What you have to do
Each record below is to be restated word for word.

START Data records

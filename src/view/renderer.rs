//! Turning log entries into styled lines.
//!
//! Plain text entries are formatted here directly. Rendered-MIME entries go
//! through a [`ContentRenderer`], the opaque capability the host provides for
//! rich content. [`MimeRenderer`] is the built-in one.

use crate::model::{LogEntry, LogLevel, Payload, CHECKPOINT_MIME};
use chrono::{DateTime, Utc};
use ratatui::{
    style::{Color, Modifier, Style},
    text::{Line, Span},
};
use tui_markdown::from_str;

/// Renders rich (`RenderedMime`) entry payloads.
pub trait ContentRenderer {
    /// Produce display lines for a `mime_type` payload. Implementations must
    /// be pure: the same input always yields the same lines.
    fn render_mime(&self, mime_type: &str, data: &str) -> Vec<Line<'static>>;
}

/// Built-in renderer for the MIME types the workbench emits itself.
///
/// - `text/plain`: verbatim, one line per input line
/// - `text/markdown`: styled through `tui-markdown`
/// - `application/json`: pretty printed
/// - checkpoint markers: a horizontal rule with the time
/// - anything else: a one-line placeholder naming the type
#[derive(Debug, Clone, Copy, Default)]
pub struct MimeRenderer;

impl ContentRenderer for MimeRenderer {
    fn render_mime(&self, mime_type: &str, data: &str) -> Vec<Line<'static>> {
        match mime_type {
            "text/plain" => data.lines().map(|l| Line::from(l.to_string())).collect(),
            "text/markdown" => render_markdown(data),
            "application/json" => render_json(data),
            CHECKPOINT_MIME => vec![render_checkpoint(data)],
            other => vec![Line::from(Span::styled(
                format!("[{} content, {} bytes]", other, data.len()),
                Style::default().add_modifier(Modifier::ITALIC),
            ))],
        }
    }
}

/// Render a full entry: a header line with time and level, followed by the
/// body. Plain text bodies share the header line.
pub fn render_entry(entry: &LogEntry, renderer: &dyn ContentRenderer) -> Vec<Line<'static>> {
    let header = vec![
        Span::styled(
            format_timestamp(&entry.timestamp),
            Style::default().fg(Color::DarkGray),
        ),
        Span::raw(" "),
        Span::styled(level_tag(entry.level), style_for_level(entry.level)),
        Span::raw(" "),
    ];

    match &entry.payload {
        Payload::Text(text) => {
            let mut lines = text.lines();
            let mut first = header;
            first.push(Span::raw(lines.next().unwrap_or_default().to_string()));
            let mut out = vec![Line::from(first)];
            out.extend(lines.map(|l| Line::from(format!("    {}", l))));
            out
        }
        Payload::Mime { mime_type, data } => {
            let body = renderer.render_mime(mime_type, data);
            if mime_type == CHECKPOINT_MIME {
                return body;
            }
            let mut out = vec![Line::from(header)];
            out.extend(body);
            out
        }
    }
}

/// Get the style for a log level.
///
/// - Error: Red
/// - Warning: Yellow
/// - Info: Cyan
/// - Debug: DarkGray
/// - Unset: default
pub fn style_for_level(level: LogLevel) -> Style {
    match level {
        LogLevel::Error => Style::default().fg(Color::Red),
        LogLevel::Warning => Style::default().fg(Color::Yellow),
        LogLevel::Info => Style::default().fg(Color::Cyan),
        LogLevel::Debug => Style::default().fg(Color::DarkGray),
        LogLevel::Unset => Style::default(),
    }
}

/// Fixed-width level tag.
fn level_tag(level: LogLevel) -> &'static str {
    match level {
        LogLevel::Debug => "DEBUG",
        LogLevel::Info => "INFO ",
        LogLevel::Warning => "WARN ",
        LogLevel::Error => "ERROR",
        LogLevel::Unset => "     ",
    }
}

/// Format timestamp as HH:MM:SS.
fn format_timestamp(timestamp: &DateTime<Utc>) -> String {
    timestamp.format("%H:%M:%S").to_string()
}

fn render_markdown(markdown: &str) -> Vec<Line<'static>> {
    let text = from_str(markdown);

    text.lines
        .into_iter()
        .map(|line| {
            let owned_spans: Vec<_> = line
                .spans
                .into_iter()
                .map(|span| Span {
                    content: span.content.into_owned().into(),
                    style: span.style,
                })
                .collect();
            Line::from(owned_spans)
        })
        .collect()
}

fn render_json(data: &str) -> Vec<Line<'static>> {
    let pretty = serde_json::from_str::<serde_json::Value>(data)
        .and_then(|value| serde_json::to_string_pretty(&value))
        .unwrap_or_else(|_| data.to_string());
    pretty.lines().map(|l| Line::from(l.to_string())).collect()
}

fn render_checkpoint(data: &str) -> Line<'static> {
    let label = DateTime::parse_from_rfc3339(data)
        .map(|at| at.with_timezone(&Utc).format("%H:%M:%S").to_string())
        .unwrap_or_else(|_| data.to_string());
    Line::from(Span::styled(
        format!("──── checkpoint {} ────", label),
        Style::default()
            .fg(Color::Magenta)
            .add_modifier(Modifier::BOLD),
    ))
}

END Data records

Solution for this problem
filename src/view/renderer.rs
//! Turning log entries into styled lines.
//!
//! Plain text entries are formatted here directly. Rendered-MIME entries go
//! through a [`ContentRenderer`], the opaque capability the host provides for
//! rich content. [`MimeRenderer`] is the built-in one.

use crate::model::{LogEntry, LogLevel, Payload, CHECKPOINT_MIME};
use chrono::{DateTime, Utc};
use ratatui::{
    style::{Color, Modifier, Style},
    text::{Line, Span},
};
use tui_markdown::from_str;

/// Renders rich (`RenderedMime`) entry payloads.
pub trait ContentRenderer {
    /// Produce display lines for a `mime_type` payload. Implementations must
    /// be pure: the same input always yields the same lines.
    fn render_mime(&self, mime_type: &str, data: &str) -> Vec<Line<'static>>;
}

/// Built-in renderer for the MIME types the workbench emits itself.
///
/// - `text/plain`: verbatim, one line per input line
/// - `text/markdown`: styled through `tui-markdown`
/// - `application/json`: pretty printed
/// - checkpoint markers: a horizontal rule with the time
/// - anything else: a one-line placeholder naming the type
#[derive(Debug, Clone, Copy, Default)]
pub struct MimeRenderer;

impl ContentRenderer for MimeRenderer {
    fn render_mime(&self, mime_type: &str, data: &str) -> Vec<Line<'static>> {
        match mime_type {
            "text/plain" => data.lines().map(|l| Line::from(l.to_string())).collect(),
            "text/markdown" => render_markdown(data),
            "application/json" => render_json(data),
            CHECKPOINT_MIME => vec![render_checkpoint(data)],
            other => vec![Line::from(Span::styled(
                format!("[{} content, {} bytes]", other, data.len()),
                Style::default().add_modifier(Modifier::ITALIC),
            ))],
        }
    }
}

/// Render a full entry: a header line with time and level, followed by the
/// body. Plain text bodies share the header line.
pub fn render_entry(entry: &LogEntry, renderer: &dyn ContentRenderer) -> Vec<Line<'static>> {
    let header = vec![
        Span::styled(
            format_timestamp(&entry.timestamp),
            Style::default().fg(Color::DarkGray),
        ),
        Span::raw(" "),
        Span::styled(level_tag(entry.level), style_for_level(entry.level)),
        Span::raw(" "),
    ];

    match &entry.payload {
        Payload::Text(text) => {
            let mut lines = text.lines();
            let mut first = header;
            first.push(Span::raw(lines.next().unwrap_or_default().to_string()));
            let mut out = vec![Line::from(first)];
            out.extend(lines.map(|l| Line::from(format!("    {}", l))));
            out
        }
        Payload::Mime { mime_type, data } => {
            let body = renderer.render_mime(mime_type, data);
            if mime_type == CHECKPOINT_MIME {
                return body;
            }
            let mut out = vec![Line::from(header)];
            out.extend(body);
            out
        }
    }
}

/// Get the style for a log level.
///
/// - Error: Red
/// - Warning: Yellow
/// - Info: Cyan
/// - Debug: DarkGray
/// - Unset: default
pub fn style_for_level(level: LogLevel) -> Style {
    match level {
        LogLevel::Error => Style::default().fg(Color::Red),
        LogLevel::Warning => Style::default().fg(Color::Yellow),
        LogLevel::Info => Style::default().fg(Color::Cyan),
        LogLevel::Debug => Style::default().fg(Color::DarkGray),
        LogLevel::Unset => Style::default(),
    }
}

/// Fixed-width level tag.
fn level_tag(level: LogLevel) -> &'static str {
    match level {
        LogLevel::Debug => "DEBUG",
        LogLevel::Info => "INFO ",
        LogLevel::Warning => "WARN ",
        LogLevel::Error => "ERROR",
        LogLevel::Unset => "     ",
    }
}

/// Format timestamp as HH:MM:SS.
fn format_timestamp(timestamp: &DateTime<Utc>) -> String {
    timestamp.format("%H:%M:%S").to_string()
}

fn render_markdown(markdown: &str) -> Vec<Line<'static>> {
    let text = from_str(markdown);

    text.lines
        .into_iter()
        .map(|line| {
            let owned_spans: Vec<_> = line
                .spans
                .into_iter()
                .map(|span| Span {
                    content: span.content.into_owned().into(),
                    style: span.style,
                })
                .collect();
            Line::from(owned_spans)
        })
        .collect()
}

fn render_json(data: &str) -> Vec<Line<'static>> {
    let pretty = serde_json::from_str::<serde_json::Value>(data)
        .and_then(|value| serde_json::to_string_pretty(&value))
        .unwrap_or_else(|_| data.to_string());
    pretty.lines().map(|l| Line::from(l.to_string())).collect()
}

fn render_checkpoint(data: &str) -> Line<'static> {
    let label = DateTime::parse_from_rfc3339(data)
        .map(|at| at.with_timezone(&Utc).format("%H:%M:%S").to_string())
        .unwrap_or_else(|_| data.to_string());
    Line::from(Span::styled(
        format!("──── checkpoint {} ────", label),
        Style::default()
            .fg(Color::Magenta)
            .add_modifier(Modifier::BOLD),
    ))
}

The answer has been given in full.